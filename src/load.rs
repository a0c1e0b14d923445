//! Input loading: the spec document, instance documents, glob resolution.
//!
//! Parse errors carry the JSON path to the offending node; a spec with a
//! thousand properties is not debuggable from "invalid type" alone.

use std::path::{Path, PathBuf};

use anyhow::{Context, Result};
use serde::de::DeserializeOwned;
use serde_json::Value;

use crate::spec::Spec;

/// Load and structurally validate a spec document.
pub fn load_spec(path: &Path) -> Result<Spec> {
    let source = std::fs::read_to_string(path)
        .with_context(|| format!("reading spec file {}", path.display()))?;
    let spec: Spec = from_str_with_path(&source)
        .with_context(|| format!("parsing spec file {}", path.display()))?;
    spec.validate()?;
    Ok(spec)
}

/// Load one instance document, optionally passing it through a jq filter. A
/// filter may fan a single document out into several values.
pub fn load_instances(path: &Path, jq_expr: Option<&str>) -> Result<Vec<Value>> {
    let source = std::fs::read_to_string(path)
        .with_context(|| format!("reading instance file {}", path.display()))?;
    let value: Value = from_str_with_path(&source)
        .with_context(|| format!("parsing instance file {}", path.display()))?;
    match jq_expr {
        None => Ok(vec![value]),
        Some(expr) => crate::jq_exec::run_filter(expr, &value)
            .with_context(|| format!("applying jq filter to {}", path.display())),
    }
}

/// Resolve literal paths and glob patterns to concrete files. A pattern that
/// uses glob syntax but matches nothing is an error, not an empty run.
pub fn resolve_inputs<I>(patterns: I) -> Result<Vec<PathBuf>>
where
    I: IntoIterator,
    I::Item: AsRef<str>,
{
    fn has_glob_chars(s: &str) -> bool {
        s.bytes().any(|b| matches!(b, b'*' | b'?' | b'[' | b'{'))
    }

    let mut out = Vec::new();
    for raw in patterns {
        let pattern = raw.as_ref();
        if has_glob_chars(pattern) {
            let mut matched_any = false;
            for entry in
                glob::glob(pattern).with_context(|| format!("bad glob pattern {pattern}"))?
            {
                out.push(entry?);
                matched_any = true;
            }
            if !matched_any {
                anyhow::bail!("glob pattern matched no files: {pattern}");
            }
        } else {
            out.push(PathBuf::from(pattern));
        }
    }
    Ok(out)
}

/// Deserialize with JSON-path context in error messages.
fn from_str_with_path<T: DeserializeOwned>(src: &str) -> Result<T> {
    let de = &mut serde_json::Deserializer::from_str(src);
    serde_path_to_error::deserialize::<_, T>(de).map_err(|err| {
        let path = err.path().to_string();
        anyhow::anyhow!("at JSON path {path}: {}", err.into_inner())
    })
}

——————————

Determine how many lines in the entries above hold the string "document", then report that number and nothing further.

> _Written solution_: 4